In Singer v. Las Vegas Ath. Clubs, No. 2:17-cv-01115-GMN-VCF, 2019 U.S. Dist. LEXIS 48838 (D. Nev. March 25, 2019), the court granted Plaintiff’s motion for summary judgment on grounds that the contract he signed did not preclude him from revoking his consent. In reaching this decision, the court declined to follow Reyes. Instead, the court found that the Ninth Circuit is bound by the decision in Van Patten v. Vertical Fitness Grp., LLC, 847 F.3d 1037, 1048 (9th Cir. 2017) which stands for the proposition that the TCPA permits consumers to revoke their prior express consent to be contacted with an ATDS. Defendant attempted to argue that the Reyes Court had the right approach because it is based upon "generally-accepted contractual common law.” The court, however, rejected this argument and deemed it “immaterial” because it found the 2015 FCC Order explicitly set forth a statutory, rather than common law, right of revocation.
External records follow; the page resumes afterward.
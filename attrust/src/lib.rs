//! # attrust
//!
//! Client library for AT-series biometric access terminals.
//!
//! ## Features
//!
//! - Type-safe protocol implementation (closed command set, typed records)
//! - Async/await API using Tokio
//! - Lenient decoding matching deployed firmware variants
//! - Optional strict checksum validation
//!
//! ## Quick Start
//!
//! ```no_run
//! use attrust::Device;
//!
//! #[tokio::main]
//! async fn main() -> attrust::Result<()> {
//!     // Connect to the terminal
//!     let mut device = Device::new("192.168.1.201", 5010);
//!     device.connect().await?;
//!
//!     // Read its clock
//!     let clock = device.get_clock().await?;
//!     println!("Device time: {}", clock);
//!
//!     // Pull the attendance log
//!     for record in device.download_all_records().await? {
//!         println!("{}", record);
//!     }
//!
//!     device.disconnect().await?;
//!     Ok(())
//! }
//! ```

pub mod device;
pub mod error;

// Re-exports
pub use device::Device;
pub use error::{Error, Result};

// Re-export types
pub use attrust_core::{ChecksumPolicy, Command, DecodedResponse, Frame};
pub use attrust_types::{
    AdvancedConfig, AttendanceRecord, BasicConfig, BellSlot, DaylightSaving, DeviceDateTime,
    NetConfig, RecordCounts, StaffRecord,
};
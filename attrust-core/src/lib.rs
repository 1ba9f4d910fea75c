//! # attrust-core
//!
//! Core protocol implementation for AT-series biometric access terminals.
//!
//! This crate provides the low-level protocol primitives:
//! - Frame structure and encoding/decoding
//! - Checksum calculation
//! - Command definitions and the per-command response catalog
//! - Lenient field decoders
//! - Response decoding into structured values
//!
//! Everything here is a pure, synchronous transform over byte buffers;
//! sockets live in `attrust-transport`.

pub mod catalog;
pub mod checksum;
pub mod command;
pub mod constants;
pub mod error;
pub mod field;
pub mod frame;
pub mod response;

pub use catalog::{CommandSpec, FieldKind, FieldSpec, RecordLayout, ResponseLayout};
pub use command::Command;
pub use error::{Error, Result};
pub use frame::{ChecksumPolicy, Frame, FrameView};
pub use response::{DecodedResponse, FieldMap, Value};

/// Protocol version information
pub const PROTOCOL_VERSION: &str = "1.0";

/// Default device port
pub const DEFAULT_PORT: u16 = 5010;

/// Maximum frame size (64KB)
pub const MAX_FRAME_SIZE: usize = 65535;
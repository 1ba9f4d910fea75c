//! Transport layer for the terminal protocol
//!
//! Owns the TCP connection; the codec in `attrust-core` never touches a
//! socket. The protocol is strictly one request in flight per connection —
//! responses carry no correlation id, so a reply can only belong to the
//! most recent request. `&mut self` on every method enforces that.

pub mod error;
pub mod tcp;

pub use error::{Error, Result};
pub use tcp::TcpTransport;

use std::time::Duration;

use async_trait::async_trait;
use bytes::BytesMut;

/// Transport contract the device layer depends on
#[async_trait]
pub trait Transport: Send + Sync {
    /// Connect to the device
    async fn connect(&mut self) -> Result<()>;

    /// Disconnect from the device
    async fn disconnect(&mut self) -> Result<()>;

    /// Check if connected
    fn is_connected(&self) -> bool;

    /// Send raw bytes
    async fn send(&mut self, data: &[u8]) -> Result<()>;

    /// Receive raw bytes, accumulating reads until at least `min_len`
    /// bytes are buffered or the deadline lapses
    ///
    /// Responses have no length prefix and may arrive fragmented across
    /// TCP segments; the caller supplies the addressed command's declared
    /// minimum so a partial frame is never handed upward.
    async fn receive_at_least(&mut self, min_len: usize, timeout: Duration) -> Result<BytesMut>;

    /// Get remote address
    fn remote_addr(&self) -> String;
}
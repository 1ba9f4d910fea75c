//! Attendance and staff records

use std::fmt;

use crate::datetime::DeviceDateTime;

/// One attendance punch downloaded from a terminal
#[derive(Debug, Clone, Copy, PartialEq, Eq)]
pub struct AttendanceRecord {
    /// Enrolled user the punch belongs to
    pub user_id: u16,

    /// Device-local time of the punch
    pub timestamp: DeviceDateTime,

    /// Punch status code (see `attrust_core::constants::punch`)
    pub status: u8,
}

impl fmt::Display for AttendanceRecord {
    fn fmt(&self, f: &mut fmt::Formatter<'_>) -> fmt::Result {
        write!(
            f,
            "user {} at {} (status {})",
            self.user_id, self.timestamp, self.status
        )
    }
}

/// Stored/unread record totals reported by the device
#[derive(Debug, Clone, Copy, PartialEq, Eq, Default)]
pub struct RecordCounts {
    /// Records currently stored
    pub total: u32,

    /// Records not yet downloaded
    pub unread: u32,
}

/// One roster entry in a staff download
#[derive(Debug, Clone, PartialEq, Eq)]
pub struct StaffRecord {
    pub user_id: u16,

    /// Proximity card number, 0 when no card is assigned
    pub card_number: u32,

    /// 0 = normal user, higher values are admin tiers
    pub admin_level: u8,

    /// Enrolled fingerprint templates
    pub fingerprint_count: u8,

    /// Display name, at most 8 single-byte characters on the wire
    pub name: String,
}

impl StaffRecord {
    /// Wire width of one roster entry
    pub const WIRE_LEN: usize = 16;

    /// Encode for upload: u16 LE user id, u32 LE card number, admin
    /// level, fingerprint count, then the name NUL-padded to 8 bytes
    /// (truncated if longer).
    pub fn to_wire(&self) -> [u8; Self::WIRE_LEN] {
        let mut buf = [0u8; Self::WIRE_LEN];
        buf[0..2].copy_from_slice(&self.user_id.to_le_bytes());
        buf[2..6].copy_from_slice(&self.card_number.to_le_bytes());
        buf[6] = self.admin_level;
        buf[7] = self.fingerprint_count;

        for (dst, ch) in buf[8..16].iter_mut().zip(self.name.bytes()) {
            *dst = ch;
        }

        buf
    }
}

impl fmt::Display for StaffRecord {
    fn fmt(&self, f: &mut fmt::Formatter<'_>) -> fmt::Result {
        write!(f, "#{} {}", self.user_id, self.name)
    }
}

#[cfg(test)]
mod tests {
    use super::*;

    #[test]
    fn test_staff_to_wire() {
        let staff = StaffRecord {
            user_id: 100,
            card_number: 0xAABBCCDD,
            admin_level: 2,
            fingerprint_count: 3,
            name: "LOBO".to_string(),
        };

        let wire = staff.to_wire();
        assert_eq!(&wire[0..2], &100u16.to_le_bytes());
        assert_eq!(&wire[2..6], &0xAABBCCDDu32.to_le_bytes());
        assert_eq!(wire[6], 2);
        assert_eq!(wire[7], 3);
        assert_eq!(&wire[8..12], b"LOBO");
        assert_eq!(&wire[12..16], &[0, 0, 0, 0]);
    }

    #[test]
    fn test_staff_name_truncated() {
        let staff = StaffRecord {
            user_id: 1,
            card_number: 0,
            admin_level: 0,
            fingerprint_count: 0,
            name: "A VERY LONG NAME".to_string(),
        };

        assert_eq!(&staff.to_wire()[8..16], b"A VERY L");
    }

    #[test]
    fn test_attendance_display() {
        let record = AttendanceRecord {
            user_id: 20,
            timestamp: DeviceDateTime::new(2025, 3, 15, 7, 36, 58).unwrap(),
            status: 1,
        };

        assert_eq!(record.to_string(), "user 20 at 2025-03-15 07:36:58 (status 1)");
    }
}
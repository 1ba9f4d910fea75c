//! Error types for attrust-core

use crate::command::Command;

/// Result type alias for core protocol operations
pub type Result<T> = std::result::Result<T, Error>;

/// Core protocol errors
#[derive(Debug, thiserror::Error)]
pub enum Error {
    /// Frame is too short to carry the fixed framing
    #[error("Frame too short: expected at least {expected} bytes, got {actual} bytes")]
    FrameTooShort {
        expected: usize,
        actual: usize,
    },

    /// Leading byte is not the header sentinel
    #[error("Bad frame header: expected 0xA5, got 0x{byte:02X}")]
    BadHeader {
        byte: u8,
    },

    /// Checksum verification failed (only raised under strict validation)
    #[error("Checksum mismatch: computed 0x{computed:04X}, received 0x{received:04X}")]
    ChecksumMismatch {
        computed: u16,
        received: u16,
    },

    /// Unknown command code
    #[error("Unknown command code: 0x{0:02X}")]
    UnknownCommand(u8),

    /// Response shorter than the command's declared minimum
    #[error("Incomplete response for {command}: expected at least {expected} bytes, got {actual}")]
    IncompleteResponse {
        command: Command,
        expected: usize,
        actual: usize,
    },

    /// Payload too large to frame
    #[error("Payload too large: {size} bytes (max: {max} bytes)")]
    PayloadTooLarge {
        size: usize,
        max: usize,
    },
}

impl Error {
    /// Check if error is recoverable (retrying the command might succeed)
    pub fn is_recoverable(&self) -> bool {
        matches!(
            self,
            Self::FrameTooShort { .. }
                | Self::BadHeader { .. }
                | Self::ChecksumMismatch { .. }
                | Self::IncompleteResponse { .. }
        )
    }
}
Once the court found that the Plaintiff’s contract did not restrict his ability to revoke consent, it went on to grant summary judgment in Plaintiff’s favor based on the finding that no reasonable jury could conclude based on the undisputed evidence that Plaintiff’s had expressed anything other than a clear request that Defendant stop calling him.  Specifically, the court was presented with evidence of a call recording during which Plaintiff stated “I’ve asked you guys to stop calling me.  I don’t have the money,” in addition to a system note by the agent that stated “SD DONT HAVE THE MONEY…STOP CALLING.”  The court found that the recording, combined with the agent’s understanding of the Plaintiff’s request as stated in the system notes left no room for debate over whether Plaintiff had revoked his consent to be called.
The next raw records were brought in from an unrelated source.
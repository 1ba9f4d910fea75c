//! TCP transport

use std::net::SocketAddr;
use std::time::Duration;

use async_trait::async_trait;
use bytes::BytesMut;
use tokio::io::{AsyncReadExt, AsyncWriteExt};
use tokio::net::TcpStream;
use tokio::time::{Instant, timeout};
use tracing::{debug, trace, warn};

use attrust_core::constants::MIN_FRAME_LEN;

use crate::{Transport, error::*};

/// TCP transport for the terminals
///
/// The devices hold one persistent connection per client and answer
/// strictly in request order.
pub struct TcpTransport {
    addr: String,
    port: u16,
    socket_addr: Option<SocketAddr>,
    stream: Option<TcpStream>,
    connect_timeout: Duration,
}

impl TcpTransport {
    /// Create new TCP transport
    pub fn new(addr: impl Into<String>, port: u16) -> Self {
        Self {
            addr: addr.into(),
            port,
            socket_addr: None,
            stream: None,
            connect_timeout: Duration::from_secs(5),
        }
    }

    /// Set connection timeout
    pub fn with_connect_timeout(mut self, timeout: Duration) -> Self {
        self.connect_timeout = timeout;
        self
    }

    /// Resolve address to SocketAddr
    async fn resolve_addr(&mut self) -> Result<SocketAddr> {
        if let Some(addr) = self.socket_addr {
            return Ok(addr);
        }

        let addr_str = format!("{}:{}", self.addr, self.port);

        let addrs: Vec<SocketAddr> = tokio::net::lookup_host(&addr_str)
            .await
            .map_err(|e| Error::InvalidAddress(format!("{}: {}", addr_str, e)))?
            .collect();

        let addr = addrs
            .first()
            .ok_or_else(|| Error::InvalidAddress(format!("No addresses found for {}", addr_str)))?;

        self.socket_addr = Some(*addr);
        Ok(*addr)
    }
}

#[async_trait]
impl Transport for TcpTransport {
    async fn connect(&mut self) -> Result<()> {
        if self.is_connected() {
            return Err(Error::AlreadyConnected);
        }

        let addr = self.resolve_addr().await?;

        debug!("Connecting to {}...", addr);

        let stream = timeout(self.connect_timeout, TcpStream::connect(addr))
            .await
            .map_err(|_| Error::ConnectionTimeout)?
            .map_err(Error::Io)?;

        // Disable Nagle's algorithm for low latency
        stream.set_nodelay(true)?;

        debug!("Connected to {}", addr);

        self.stream = Some(stream);
        Ok(())
    }

    async fn disconnect(&mut self) -> Result<()> {
        if let Some(mut stream) = self.stream.take() {
            debug!("Disconnecting from {}...", self.remote_addr());

            // Graceful shutdown
            let _ = stream.shutdown().await;
        }

        self.socket_addr = None;
        Ok(())
    }

    fn is_connected(&self) -> bool {
        self.stream.is_some()
    }

    async fn send(&mut self, data: &[u8]) -> Result<()> {
        let stream = self.stream.as_mut().ok_or(Error::NotConnected)?;

        trace!("Sending {} bytes: {:02X?}", data.len(), &data[..data.len().min(16)]);

        stream.write_all(data).await?;
        stream.flush().await?;

        Ok(())
    }

    async fn receive_at_least(&mut self, min_len: usize, timeout_dur: Duration) -> Result<BytesMut> {
        let stream = self.stream.as_mut().ok_or(Error::NotConnected)?;

        // A response frame is never smaller than the fixed framing
        let target = min_len.max(MIN_FRAME_LEN);
        let deadline = Instant::now() + timeout_dur;

        let mut buf = BytesMut::with_capacity(target.max(1024));

        // Responses carry no length prefix and can arrive split across
        // segments: keep reading until the declared minimum is buffered.
        while buf.len() < target {
            let remaining = deadline
                .checked_duration_since(Instant::now())
                .ok_or(Error::ReadTimeout {
                    buffered: buf.len(),
                    needed: target,
                })?;

            let n = match timeout(remaining, stream.read_buf(&mut buf)).await {
                Ok(read) => read.map_err(Error::Io)?,
                Err(_) => {
                    return Err(Error::ReadTimeout {
                        buffered: buf.len(),
                        needed: target,
                    });
                }
            };

            if n == 0 {
                return Err(Error::ConnectionClosed);
            }
        }

        trace!("Received {} bytes: {:02X?}", buf.len(), &buf[..buf.len().min(16)]);

        Ok(buf)
    }

    fn remote_addr(&self) -> String {
        self.socket_addr
            .map(|addr| addr.to_string())
            .unwrap_or_else(|| format!("{}:{}", self.addr, self.port))
    }
}

impl Drop for TcpTransport {
    fn drop(&mut self) {
        if self.is_connected() {
            warn!("TCP transport dropped while still connected");
        }
    }
}

#[cfg(test)]
mod tests {
    use super::*;
    use tokio::net::TcpListener;

    #[tokio::test]
    async fn test_tcp_transport_create() {
        let transport = TcpTransport::new("192.168.1.201", 5010);
        assert!(!transport.is_connected());
    }

    #[tokio::test]
    async fn test_tcp_transport_invalid_address() {
        let mut transport = TcpTransport::new("invalid..address", 5010)
            .with_connect_timeout(Duration::from_millis(100));

        let result = transport.connect().await;
        assert!(result.is_err());
    }

    #[tokio::test]
    async fn test_send_without_connect() {
        let mut transport = TcpTransport::new("127.0.0.1", 5010);
        let result = transport.send(&[0xA5]).await;
        assert!(matches!(result, Err(Error::NotConnected)));
    }

    #[tokio::test]
    async fn test_receive_assembles_fragmented_frame() {
        let listener = TcpListener::bind("127.0.0.1:0").await.unwrap();
        let addr = listener.local_addr().unwrap();

        // Peer dribbles a 14-byte frame in three segments
        let server = tokio::spawn(async move {
            let (mut socket, _) = listener.accept().await.unwrap();
            let frame: &[u8] = &[
                0xA5, 0x05, 0x00, 0x00, 0x00, 0x38, 0x19, 0x03, 0x0F, 0x0C, 0x22, 0x38, 0x32,
                0x87,
            ];
            for chunk in frame.chunks(5) {
                socket.write_all(chunk).await.unwrap();
                socket.flush().await.unwrap();
                tokio::time::sleep(Duration::from_millis(10)).await;
            }
            socket
        });

        let mut transport = TcpTransport::new(addr.ip().to_string(), addr.port());
        transport.connect().await.unwrap();

        let buf = transport
            .receive_at_least(14, Duration::from_secs(2))
            .await
            .unwrap();

        assert_eq!(buf.len(), 14);
        assert_eq!(buf[0], 0xA5);

        let _ = server.await;
        transport.disconnect().await.unwrap();
    }

    #[tokio::test]
    async fn test_receive_times_out_on_partial_frame() {
        let listener = TcpListener::bind("127.0.0.1:0").await.unwrap();
        let addr = listener.local_addr().unwrap();

        let server = tokio::spawn(async move {
            let (mut socket, _) = listener.accept().await.unwrap();
            // Only half a frame, then silence
            socket.write_all(&[0xA5, 0x05, 0x00, 0x00]).await.unwrap();
            socket.flush().await.unwrap();
            tokio::time::sleep(Duration::from_secs(5)).await;
            socket
        });

        let mut transport = TcpTransport::new(addr.ip().to_string(), addr.port());
        transport.connect().await.unwrap();

        let result = transport
            .receive_at_least(14, Duration::from_millis(200))
            .await;

        assert!(matches!(
            result,
            Err(Error::ReadTimeout { needed: 14, .. })
        ));

        server.abort();
        transport.disconnect().await.unwrap();
    }
}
In addition to addressing the Reyes issue, the court in Singer also granted summary judgment on behalf of the Plaintiff on grounds that Defendant’s dialing system constituted an ATDS. In reaching its holding, the court followed the Ninth Circuit’s decision in Marks v. Crunch San Diego, LLC, 904 F.3d 1041, 1043-47 (9th Cir. 2018) and found that an ATDS "means equipment which has the capacity—(1) to store numbers to be called or (2) to produce numbers to be called, using a random or sequential number generator—and to dial such numbers automatically (even if the system must be turned on or triggered by a person)." Here, the evidence demonstrated that Defendant’s dialing system had the present capacity to store numbers to be called, and to dial such numbers. This was ultimately an unsurprising result since the court was within the Ninth Circuit, and bound to follow the definition of an ATDS set forth in Marks.

Singer touches on several hot-button TCPA issues, and is a reminder that most TCPA cases come down to basic factual disputes over consent and revocation.  While decisions like Reyes are helpful legal arrows in a defendant’s quiver, the application of Reyes—particularly outside of the Second Circuit—is ultimately a gamble, and one that might be becoming less of a good bet given this seeming trend amongst lower courts declining to follow the holding.